#### [The problem]
Print every line of the listing exactly, please.

#### [Supplied information]
//! Input and focus event types for the host page model.

use std::rc::Rc;

use super::element::Element;

/// Generic key representation for cross-host compatibility.
///
/// Host implementations map their native key codes to these generic
/// key values before dispatching them on a [`super::Document`].
#[derive(Debug, Clone, Copy, PartialEq, Eq)]
pub enum Key {
    /// Regular character key (a-z, 0-9, symbols)
    Char(char),
    /// Escape key
    Escape,
    /// Return/Enter key
    Return,
    /// Backspace key
    Backspace,
    /// Tab key
    Tab,
    /// Space bar
    Space,
    /// Shift modifier
    Shift,
    /// Ctrl modifier
    Ctrl,
    /// Alt modifier
    Alt,
    /// Unmapped or unrecognized key
    Unknown,
}

/// A key-down occurrence as delivered to capture listeners.
#[derive(Debug, Clone, Copy, PartialEq, Eq)]
pub struct KeyEvent {
    /// Which key went down
    pub key: Key,
}

impl KeyEvent {
    pub fn new(key: Key) -> Self {
        Self { key }
    }
}

/// A pointer-down occurrence as delivered to capture listeners.
///
/// Carries the raw fields the navigation detector needs to tell a real
/// press apart from one synthesized by assistive technology.
#[derive(Debug, Clone, Copy, PartialEq, Eq)]
pub struct PointerEvent {
    /// Bitmask of buttons held down at the time of the event
    pub buttons: u32,
    /// X coordinate relative to the viewport
    pub client_x: i32,
    /// Y coordinate relative to the viewport
    pub client_y: i32,
    /// X coordinate relative to the screen
    pub screen_x: i32,
    /// Y coordinate relative to the screen
    pub screen_y: i32,
}

impl PointerEvent {
    /// Whether this looks like a synthesized press rather than a physical one.
    ///
    /// Screen readers activate controls with button-less, zero-coordinate
    /// clicks; such events must not be read as "the user switched to mouse".
    pub fn is_synthetic(&self) -> bool {
        self.buttons == 0
            || (self.client_x == 0
                && self.client_y == 0
                && self.screen_x == 0
                && self.screen_y == 0)
    }
}

/// Provenance of a focus arrival.
#[derive(Debug, Clone, Copy, PartialEq, Eq)]
pub enum FocusSource {
    /// Focus was assigned by a direct call to the focus primitive
    Programmatic,
    /// Focus arrived without going through the focus primitive
    UserInitiated,
    /// The interception probe failed in this environment; provenance
    /// cannot be told. Never treat this as evidence of user intent.
    Unknown,
}

/// Native focus arrival, dispatched by the document when focus moves.
#[derive(Debug, Clone)]
pub struct FocusInEvent {
    /// Element that received focus
    pub target: Rc<Element>,
    /// Previously focused element, if there was one
    pub related_target: Option<Rc<Element>>,
}

/// Augmented focus arrival, re-dispatched by the interception layer with
/// the provenance signal attached.
#[derive(Debug, Clone)]
pub struct NavFocusEvent {
    /// Element that received focus
    pub target: Rc<Element>,
    /// Previously focused element, if there was one
    pub related_target: Option<Rc<Element>>,
    /// Tri-state provenance of the arrival
    pub source: FocusSource,
}

/// The capture-phase streams a listener can attach to.
#[derive(Debug, Clone, Copy, PartialEq, Eq, Hash)]
pub enum CaptureStream {
    /// Raw pointer presses
    PointerDown,
    /// Raw key presses
    KeyDown,
    /// Native focus arrivals
    FocusIn,
    /// Augmented focus arrivals from the interception layer
    NavFocus,
}

/// Event payload delivered to capture listeners.
#[derive(Debug, Clone)]
pub enum PageEvent {
    PointerDown(PointerEvent),
    KeyDown(KeyEvent),
    FocusIn(FocusInEvent),
    NavFocus(NavFocusEvent),
}

#[cfg(test)]
mod tests {
    use super::*;

    fn pointer(buttons: u32, cx: i32, cy: i32, sx: i32, sy: i32) -> PointerEvent {
        PointerEvent {
            buttons,
            client_x: cx,
            client_y: cy,
            screen_x: sx,
            screen_y: sy,
        }
    }

    #[test]
    fn buttonless_press_is_synthetic() {
        assert!(pointer(0, 10, 10, 110, 110).is_synthetic());
    }

    #[test]
    fn zero_coordinate_press_is_synthetic() {
        assert!(pointer(1, 0, 0, 0, 0).is_synthetic());
    }

    #[test]
    fn ordinary_press_is_not_synthetic() {
        assert!(!pointer(1, 10, 10, 110, 110).is_synthetic());
    }

    #[test]
    fn origin_client_with_nonzero_screen_is_not_synthetic() {
        // A press in the top-left corner still has screen coordinates.
        assert!(!pointer(1, 0, 0, 1920, 3).is_synthetic());
    }
}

#### [Completed task]
//! Input and focus event types for the host page model.

use std::rc::Rc;

use super::element::Element;

/// Generic key representation for cross-host compatibility.
///
/// Host implementations map their native key codes to these generic
/// key values before dispatching them on a [`super::Document`].
#[derive(Debug, Clone, Copy, PartialEq, Eq)]
pub enum Key {
    /// Regular character key (a-z, 0-9, symbols)
    Char(char),
    /// Escape key
    Escape,
    /// Return/Enter key
    Return,
    /// Backspace key
    Backspace,
    /// Tab key
    Tab,
    /// Space bar
    Space,
    /// Shift modifier
    Shift,
    /// Ctrl modifier
    Ctrl,
    /// Alt modifier
    Alt,
    /// Unmapped or unrecognized key
    Unknown,
}

/// A key-down occurrence as delivered to capture listeners.
#[derive(Debug, Clone, Copy, PartialEq, Eq)]
pub struct KeyEvent {
    /// Which key went down
    pub key: Key,
}

impl KeyEvent {
    pub fn new(key: Key) -> Self {
        Self { key }
    }
}

/// A pointer-down occurrence as delivered to capture listeners.
///
/// Carries the raw fields the navigation detector needs to tell a real
/// press apart from one synthesized by assistive technology.
#[derive(Debug, Clone, Copy, PartialEq, Eq)]
pub struct PointerEvent {
    /// Bitmask of buttons held down at the time of the event
    pub buttons: u32,
    /// X coordinate relative to the viewport
    pub client_x: i32,
    /// Y coordinate relative to the viewport
    pub client_y: i32,
    /// X coordinate relative to the screen
    pub screen_x: i32,
    /// Y coordinate relative to the screen
    pub screen_y: i32,
}

impl PointerEvent {
    /// Whether this looks like a synthesized press rather than a physical one.
    ///
    /// Screen readers activate controls with button-less, zero-coordinate
    /// clicks; such events must not be read as "the user switched to mouse".
    pub fn is_synthetic(&self) -> bool {
        self.buttons == 0
            || (self.client_x == 0
                && self.client_y == 0
                && self.screen_x == 0
                && self.screen_y == 0)
    }
}

/// Provenance of a focus arrival.
#[derive(Debug, Clone, Copy, PartialEq, Eq)]
pub enum FocusSource {
    /// Focus was assigned by a direct call to the focus primitive
    Programmatic,
    /// Focus arrived without going through the focus primitive
    UserInitiated,
    /// The interception probe failed in this environment; provenance
    /// cannot be told. Never treat this as evidence of user intent.
    Unknown,
}

/// Native focus arrival, dispatched by the document when focus moves.
#[derive(Debug, Clone)]
pub struct FocusInEvent {
    /// Element that received focus
    pub target: Rc<Element>,
    /// Previously focused element, if there was one
    pub related_target: Option<Rc<Element>>,
}

/// Augmented focus arrival, re-dispatched by the interception layer with
/// the provenance signal attached.
#[derive(Debug, Clone)]
pub struct NavFocusEvent {
    /// Element that received focus
    pub target: Rc<Element>,
    /// Previously focused element, if there was one
    pub related_target: Option<Rc<Element>>,
    /// Tri-state provenance of the arrival
    pub source: FocusSource,
}

/// The capture-phase streams a listener can attach to.
#[derive(Debug, Clone, Copy, PartialEq, Eq, Hash)]
pub enum CaptureStream {
    /// Raw pointer presses
    PointerDown,
    /// Raw key presses
    KeyDown,
    /// Native focus arrivals
    FocusIn,
    /// Augmented focus arrivals from the interception layer
    NavFocus,
}

/// Event payload delivered to capture listeners.
#[derive(Debug, Clone)]
pub enum PageEvent {
    PointerDown(PointerEvent),
    KeyDown(KeyEvent),
    FocusIn(FocusInEvent),
    NavFocus(NavFocusEvent),
}

#[cfg(test)]
mod tests {
    use super::*;

    fn pointer(buttons: u32, cx: i32, cy: i32, sx: i32, sy: i32) -> PointerEvent {
        PointerEvent {
            buttons,
            client_x: cx,
            client_y: cy,
            screen_x: sx,
            screen_y: sy,
        }
    }

    #[test]
    fn buttonless_press_is_synthetic() {
        assert!(pointer(0, 10, 10, 110, 110).is_synthetic());
    }

    #[test]
    fn zero_coordinate_press_is_synthetic() {
        assert!(pointer(1, 0, 0, 0, 0).is_synthetic());
    }

    #[test]
    fn ordinary_press_is_not_synthetic() {
        assert!(!pointer(1, 10, 10, 110, 110).is_synthetic());
    }

    #[test]
    fn origin_client_with_nonzero_screen_is_not_synthetic() {
        // A press in the top-left corner still has screen coordinates.
        assert!(!pointer(1, 0, 0, 1920, 3).is_synthetic());
    }
}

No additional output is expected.